Ihre Stimme war dünn und verzweifelt. Ich blieb stehen, meine Hand auf dem Türknauf. „Was passiert jetzt? Was sollen wir tun?

Ich drehte mich nicht um. „Findet es heraus“, sagte ich. Ich ging aus dem Büro und den langen Korridor hinunter zu den Aufzügen. Ich trat aus dem Gebäude in die kalte Nachtluft von Frankfurt.

Der Wind biss in mein Gesicht, aber er fühlte sich sauber an. Ich zog mein Telefon aus der Tasche. Ich öffnete den Familiengruppenchat, den Chat, in dem sie ihre Abendessen geplant, ihre Fotos von Larissa geteilt und meine Existenz ignoriert hatten, bis sie ein Opfer brauchten. Ich tippte eine letzte Nachricht: „Von diesem Moment an ist mein Name keine Ressource, die ihr autorisiert seid zu nutzen.

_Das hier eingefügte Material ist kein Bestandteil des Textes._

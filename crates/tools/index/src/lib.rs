//! Toolchain index loader for picoup.
//!
//! Loads `supportedToolchains.ini` with exactly one remote attempt followed by
//! exactly one pass over the bundled fallback locations. This is an ordered
//! two-step strategy, not a retry loop and not a cache: the remote endpoint is
//! never contacted twice.
//!
//! The chosen [`Provenance`] is recorded on the returned index so callers can
//! tell which source supplied a URL.

use std::path::PathBuf;

use async_trait::async_trait;
use picoup_core::{Error, IndexSource, Provenance, Result, ToolchainIndex};
use reqwest::Client;
use tracing::{debug, info, warn};

/// File name of the index, both remotely and on disk.
pub const INDEX_FILE_NAME: &str = "supportedToolchains.ini";

/// Version of the hosted data directory the remote index is read from.
pub const DEFAULT_DATA_VERSION: &str = "0.17.3";

/// Copy of the index compiled into the binary.
pub const BUNDLED_INDEX: &str = include_str!("../data/supportedToolchains.ini");

/// URL of the hosted index for a data version.
#[must_use]
pub fn default_index_url(data_version: &str) -> String {
    format!(
        "https://raw.githubusercontent.com/raspberrypi/pico-vscode/main/data/{data_version}/{INDEX_FILE_NAME}"
    )
}

/// One place the bundled index may live.
#[derive(Debug, Clone, PartialEq, Eq)]
pub enum FallbackLocation {
    /// The copy packaged into the binary.
    Embedded,
    /// A file on disk.
    File(PathBuf),
}

impl FallbackLocation {
    fn describe(&self) -> String {
        match self {
            Self::Embedded => "embedded resource".to_string(),
            Self::File(path) => path.display().to_string(),
        }
    }

    fn read(&self) -> std::result::Result<String, String> {
        match self {
            Self::Embedded => Ok(BUNDLED_INDEX.to_string()),
            Self::File(path) => std::fs::read(path)
                .map_err(|e| e.to_string())
                .and_then(|bytes| String::from_utf8(bytes).map_err(|e| e.to_string())),
        }
    }
}

/// Fallback locations in lookup order: an explicit resources directory, the
/// packaged copy, the executable's directory, then a sibling `Resources`
/// directory.
#[must_use]
pub fn default_fallbacks(resources_dir: Option<PathBuf>) -> Vec<FallbackLocation> {
    let mut locations = Vec::new();
    if let Some(dir) = resources_dir {
        locations.push(FallbackLocation::File(dir.join(INDEX_FILE_NAME)));
    }
    locations.push(FallbackLocation::Embedded);
    if let Some(exe_dir) = std::env::current_exe()
        .ok()
        .and_then(|exe| exe.parent().map(PathBuf::from))
    {
        locations.push(FallbackLocation::File(exe_dir.join(INDEX_FILE_NAME)));
        locations.push(FallbackLocation::File(
            exe_dir.join("..").join("Resources").join(INDEX_FILE_NAME),
        ));
    }
    locations
}

/// Remote-then-bundled toolchain index loader.
#[derive(Debug, Clone)]
pub struct IndexLoader {
    client: Client,
    remote_url: Option<String>,
    fallbacks: Vec<FallbackLocation>,
}

impl IndexLoader {
    /// Create a loader for the default remote URL and fallback locations.
    ///
    /// # Errors
    ///
    /// Returns an error if the HTTP client cannot be built.
    pub fn new() -> Result<Self> {
        let remote_url = default_index_url(DEFAULT_DATA_VERSION);
        let client = Client::builder()
            .user_agent(picoup_core::USER_AGENT)
            .build()
            .map_err(|e| Error::transport(&remote_url, format!("client setup: {e}")))?;
        Ok(Self {
            client,
            remote_url: Some(remote_url),
            fallbacks: default_fallbacks(None),
        })
    }

    /// Set the remote URL; `None` skips the remote attempt entirely.
    #[must_use]
    pub fn with_remote_url(mut self, url: Option<String>) -> Self {
        self.remote_url = url;
        self
    }

    /// Replace the fallback locations.
    #[must_use]
    pub fn with_fallbacks(mut self, fallbacks: Vec<FallbackLocation>) -> Self {
        self.fallbacks = fallbacks;
        self
    }

    /// Configured fallback locations.
    #[must_use]
    pub fn fallbacks(&self) -> &[FallbackLocation] {
        &self.fallbacks
    }

    async fn fetch_remote(&self, url: &str) -> Result<ToolchainIndex> {
        debug!(%url, "Fetching toolchain index");
        let response = self
            .client
            .get(url)
            .send()
            .await
            .map_err(|e| Error::transport(url, e.to_string()))?;
        let status = response.status();
        let bytes = response
            .bytes()
            .await
            .map_err(|e| Error::transport(url, format!("reading body: {e}")))?;
        if !status.is_success() {
            return Err(Error::http(
                url,
                status.as_u16(),
                String::from_utf8_lossy(&bytes),
            ));
        }
        let text = String::from_utf8(bytes.to_vec())
            .map_err(|e| Error::transport(url, format!("body is not UTF-8: {e}")))?;
        let index = ToolchainIndex::parse(&text, Provenance::Remote);
        if index.is_empty() {
            return Err(Error::transport(url, "index contains no sections"));
        }
        Ok(index)
    }

    fn load_fallback(&self, attempted: &mut Vec<String>) -> Option<ToolchainIndex> {
        for location in &self.fallbacks {
            attempted.push(location.describe());
            match location.read() {
                Ok(text) => {
                    let index = ToolchainIndex::parse(&text, Provenance::BundledFallback);
                    if index.is_empty() {
                        debug!(location = %location.describe(), "Bundled index has no sections");
                        continue;
                    }
                    info!(location = %location.describe(), "Using bundled toolchain index");
                    return Some(index);
                }
                Err(e) => {
                    debug!(location = %location.describe(), error = %e, "Bundled index unreadable");
                }
            }
        }
        None
    }

    /// Load the index.
    ///
    /// # Errors
    ///
    /// Returns [`Error::IndexUnavailable`] when the remote attempt and every
    /// fallback location fail.
    pub async fn load(&self) -> Result<ToolchainIndex> {
        let mut attempted = Vec::new();

        if let Some(url) = &self.remote_url {
            attempted.push(url.clone());
            match self.fetch_remote(url).await {
                Ok(index) => {
                    info!(%url, versions = index.sections.len(), "Loaded remote toolchain index");
                    return Ok(index);
                }
                Err(e) => {
                    warn!(error = %e, "Remote toolchain index unavailable, using bundled copy");
                }
            }
        }

        self.load_fallback(&mut attempted)
            .ok_or(Error::IndexUnavailable { attempted })
    }
}

#[async_trait]
impl IndexSource for IndexLoader {
    async fn load_index(&self) -> Result<ToolchainIndex> {
        self.load().await
    }
}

Kontaktiert mich nicht. Sprecht nicht über mich. Wir sind fertig. “

Ich drückte auf Senden.

Dann ging ich zu den Einstellungen. Ich wählte „Gruppe verlassen“. Ich wählte „Kontakt blockieren“ für Rüdiger, für Marlis, für Larissa. Ich steckte das Telefon zurück in meine Tasche.

Ich sah zur Skyline hinauf, zu den Lichtern der Stadt, wo ich ein Imperium aus dem Nichts aufgebaut hatte. Ich war allein, ja. Aber zum ersten Mal in 34 Jahren war ich sicher. Ich ging zu meinem Auto.

Das Geräusch meiner Absätze klickte rhythmisch gegen das Pflaster. Ich schaute nicht zurück. Hinter mir lag nichts als eine schlechte Investition, die ich endlich abgeschrieben hatte.